過去においても、イギリスの産業革命が生じたことにより、過去とまったく異なる判断基準がもたらされました。産業革命では「より速く、より大量に、そしてより正確に」時間をコントロールする設備や商品がイノベーションを起こし、次々に市場に衝撃を与えました。具体的には、蒸気機関の発明と普及、汽船や鉄道への応用です。
このイノベーションは、単に「技術革新」と訳すのではなく、社会に貢献し、大衆(消費者)に利益をもたらす「思考とモノ」を指すと考えるべきです。あえて訳すなら、イノベーションとは「創造的破壊」です。
かつての産業革命並みの変革の中を生き抜こうというこれからの企業には、このようなイノベーションが必要なのです。

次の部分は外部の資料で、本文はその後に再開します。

//! Recording backend for unit tests.

use std::sync::Arc;
use std::sync::atomic::{AtomicBool, AtomicU32, Ordering};
use anyhow::anyhow;
use parking_lot::Mutex;
use crate::builder::RenderGraphBuilder;
use crate::config::{RenderGraphConfig, RenderGraphConfigBuilder};
use crate::descriptor::{BufferDesc, ImageDesc, ImageFormat};
use crate::resource::{PhysicalResource, PhysicalResourceId};
use crate::rhi::{CommandContext, PipelineHandle, RenderingInfo, ResourceBarrierInfo, ResourceFactory, RhiResource};
use crate::state::ResourceState;
use crate::transient::TransientResourcePool;

#[derive(Debug)]
pub(crate) struct MockResource {
    name: Mutex<String>,
    size: u64,
    format: Option<ImageFormat>,
    contents: Mutex<Vec<u8>>,
    destroyed: Arc<AtomicU32>,
    dropped: AtomicBool,
}

impl MockResource {
    pub(crate) fn buffer(name: &str, size: u64, destroyed: Arc<AtomicU32>) -> Self {
        Self {
            name: Mutex::new(name.to_owned()),
            size,
            format: None,
            contents: Mutex::new(vec![0; size as usize]),
            destroyed,
            dropped: AtomicBool::new(false),
        }
    }

    pub(crate) fn image(name: &str, format: ImageFormat, size: u64, destroyed: Arc<AtomicU32>) -> Self {
        Self {
            name: Mutex::new(name.to_owned()),
            size,
            format: Some(format),
            contents: Mutex::new(Vec::new()),
            destroyed,
            dropped: AtomicBool::new(false),
        }
    }

    pub(crate) fn name(&self) -> String {
        self.name.lock().clone()
    }

    pub(crate) fn contents(&self) -> Vec<u8> {
        self.contents.lock().clone()
    }

    pub(crate) fn is_destroyed(&self) -> bool {
        self.dropped.load(Ordering::Acquire)
    }
}

impl RhiResource for MockResource {
    fn byte_size(&self) -> u64 {
        self.size
    }

    fn set_name(&self, name: &str) {
        *self.name.lock() = name.to_owned();
    }

    fn write_mapped(&self, offset: u64, data: &[u8]) -> anyhow::Result<()> {
        let mut contents = self.contents.lock();
        let start = offset as usize;
        let end = start + data.len();
        if end > contents.len() {
            return Err(anyhow!("write of {} bytes at {} overflows {} bytes", data.len(), offset, contents.len()));
        }
        contents[start..end].copy_from_slice(data);
        Ok(())
    }

    fn image_format(&self) -> Option<ImageFormat> {
        self.format
    }
}

impl Drop for MockResource {
    fn drop(&mut self) {
        self.dropped.store(true, Ordering::Release);
        self.destroyed.fetch_add(1, Ordering::AcqRel);
    }
}

#[derive(Default)]
pub(crate) struct MockFactory {
    created: AtomicU32,
    destroyed: Arc<AtomicU32>,
    fail_next: AtomicBool,
}

impl MockFactory {
    pub(crate) fn created_count(&self) -> u32 {
        self.created.load(Ordering::Acquire)
    }

    pub(crate) fn destroyed_count(&self) -> u32 {
        self.destroyed.load(Ordering::Acquire)
    }

    pub(crate) fn destroyed_counter(&self) -> Arc<AtomicU32> {
        self.destroyed.clone()
    }

    pub(crate) fn fail_next_creation(&self) {
        self.fail_next.store(true, Ordering::Release);
    }

    fn check_failure(&self, name: &str) -> anyhow::Result<()> {
        if self.fail_next.swap(false, Ordering::AcqRel) {
            return Err(anyhow!("out of device memory while creating [{name}]"));
        }
        self.created.fetch_add(1, Ordering::AcqRel);
        Ok(())
    }
}

impl ResourceFactory for MockFactory {
    fn create_image(&self, desc: &ImageDesc) -> anyhow::Result<Arc<dyn RhiResource>> {
        self.check_failure(&desc.name)?;
        Ok(Arc::new(MockResource::image(&desc.name, desc.format, desc.estimated_size(), self.destroyed.clone())))
    }

    fn create_buffer(&self, desc: &BufferDesc) -> anyhow::Result<Arc<dyn RhiResource>> {
        self.check_failure(&desc.name)?;
        Ok(Arc::new(MockResource::buffer(&desc.name, desc.size(), self.destroyed.clone())))
    }

    fn create_uniform_buffer(&self, desc: &BufferDesc) -> anyhow::Result<Arc<dyn RhiResource>> {
        self.create_buffer(desc)
    }
}

#[derive(Debug, Clone, PartialEq)]
pub(crate) enum Command {
    Begin,
    End,
    Submit { wait: bool },
    Barrier(Vec<(PhysicalResourceId, ResourceState, ResourceState)>),
    BeginRendering { colors: Vec<PhysicalResourceId>, depth: Option<PhysicalResourceId> },
    EndRendering,
    Dispatch(u32, u32, u32),
    ClearImage(PhysicalResourceId),
    ClearBuffer(PhysicalResourceId, u32),
    CopyBuffer { src: PhysicalResourceId, dst: PhysicalResourceId, size: u64 },
    BindPipeline(u64),
    SetConstant(String, Vec<u8>),
    BeginMarker(String),
    EndMarker,
}

pub(crate) type CommandLog = Arc<Mutex<Vec<Command>>>;

#[derive(Default)]
pub(crate) struct MockCommandContext {
    log: CommandLog,
}

impl MockCommandContext {
    pub(crate) fn log(&self) -> CommandLog {
        self.log.clone()
    }

    fn record(&self, command: Command) {
        self.log.lock().push(command);
    }
}

impl CommandContext for MockCommandContext {
    fn begin(&mut self) {
        self.record(Command::Begin);
    }

    fn end(&mut self) {
        self.record(Command::End);
    }

    fn submit(&mut self, wait_for_completion: bool) {
        self.record(Command::Submit { wait: wait_for_completion });
    }

    fn resource_barrier(&mut self, barriers: &[ResourceBarrierInfo]) {
        self.record(Command::Barrier(
            barriers
                .iter()
                .map(|barrier| (barrier.resource.id(), barrier.src, barrier.dst))
                .collect()
        ));
    }

    fn begin_rendering(&mut self, info: &RenderingInfo) {
        self.record(Command::BeginRendering {
            colors: info.color_attachments.iter().map(|attachment| attachment.image.id()).collect(),
            depth: info.depth_attachment.as_ref().map(|attachment| attachment.image.id()),
        });
    }

    fn end_rendering(&mut self) {
        self.record(Command::EndRendering);
    }

    fn dispatch(&mut self, x: u32, y: u32, z: u32) {
        self.record(Command::Dispatch(x, y, z));
    }

    fn clear_image(&mut self, image: &PhysicalResource, _color: [f32; 4]) {
        self.record(Command::ClearImage(image.id()));
    }

    fn clear_buffer(&mut self, buffer: &PhysicalResource, value: u32) {
        self.record(Command::ClearBuffer(buffer.id(), value));
    }

    fn copy_buffer(&mut self, src: &PhysicalResource, dst: &PhysicalResource, size: u64) {
        self.record(Command::CopyBuffer { src: src.id(), dst: dst.id(), size });
    }

    fn bind_pipeline(&mut self, pipeline: PipelineHandle) {
        self.record(Command::BindPipeline(pipeline.0));
    }

    fn set_constant(&mut self, name: &str, data: &[u8]) {
        self.record(Command::SetConstant(name.to_owned(), data.to_vec()));
    }

    fn begin_marker(&mut self, name: &str) {
        self.record(Command::BeginMarker(name.to_owned()));
    }

    fn end_marker(&mut self) {
        self.record(Command::EndMarker);
    }
}

pub(crate) struct TestBackend {
    pub(crate) factory: Arc<MockFactory>,
    pub(crate) pool: Arc<TransientResourcePool>,
    pub(crate) config: RenderGraphConfig,
}

impl TestBackend {
    pub(crate) fn new() -> Self {
        Self::with_fatal_violations(true)
    }

    pub(crate) fn with_fatal_violations(fatal: bool) -> Self {
        zenith_core::log::initialize_for_test();

        let config = RenderGraphConfigBuilder::default()
            .fatal_contract_violations(fatal)
            .build()
            .unwrap();
        let factory = Arc::new(MockFactory::default());
        let pool = Arc::new(TransientResourcePool::new(factory.clone(), &config));

        Self {
            factory,
            pool,
            config,
        }
    }

    /// A fresh graph together with the log of the commands it records.
    pub(crate) fn graph(&self) -> (RenderGraphBuilder, CommandLog) {
        let context = MockCommandContext::default();
        let log = context.log();
        (RenderGraphBuilder::with_config(Box::new(context), self.pool.clone(), self.config.clone()), log)
    }

    pub(crate) fn external_buffer(&self, name: &str, size: u64) -> (Arc<MockResource>, PhysicalResource) {
        let raw = Arc::new(MockResource::buffer(name, size, self.factory.destroyed_counter()));
        let resource = PhysicalResource::new(crate::interface::ResourceType::Buffer, raw.clone());
        (raw, resource)
    }

    pub(crate) fn external_image(&self, name: &str, format: ImageFormat) -> (Arc<MockResource>, PhysicalResource) {
        let raw = Arc::new(MockResource::image(name, format, 1024, self.factory.destroyed_counter()));
        let resource = PhysicalResource::new(crate::interface::ResourceType::Image, raw.clone());
        (raw, resource)
    }
}

/// Barrier batches recorded in `log`, in order.
pub(crate) fn barrier_batches(log: &CommandLog) -> Vec<Vec<(PhysicalResourceId, ResourceState, ResourceState)>> {
    log.lock()
        .iter()
        .filter_map(|command| match command {
            Command::Barrier(barriers) => Some(barriers.clone()),
            _ => None,
        })
        .collect()
}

そしてそのような企業を率いるトップリーダーは、経営において「未来の目標を定める責任」があります。そのビジョンで社会貢献を実現するための環境(社員、取引関係者)と市場(マーケット)を生み出し、整備・充実させ、さらにイノベーション構想を打ち出すことで「未来を創造」していかねばなりません。
組織のトップリーダーは、その組織において誰よりも先覚的で先進的な立場を与えられています。言い換えれば「何をしても許される」ということです。だからこそ、トップリーダーは高い経営理念を持ち、社会貢献をめざさねばならず、そうである者だけがトップリーダーたることを許されます。そのようなトップリーダーに率いられた企業だけが、事業の存続と継続的な発展を保障されるのです。
「企業は人なり」と言われます。これに異論を唱える人は少ないでしょう。そして多くの企業は、常に、人材のあり方で課題を残しています。いい人材がいないとか、人材が育たないとか、さまざまな悩みを抱えている。当然、できる人材=「人財」はどの企業でも必要とされ、「人罪」はいらない。
人財は大切です。しかし、理想的な経営は「人財、資産、資本、情報」です。決して人財だけではないのです。特に資産や資本の活用は、人財の乗数効果を生み出します。
これらを理解し実践・実現していくトップリーダーに率いられた企業が、トップリーダー企業となります。トップリーダー企業も「未来の目標を定める責任」があり、「未来を創造」しその事業の存続と継続的な発展により、よりよい社会づくりに貢献していくのです。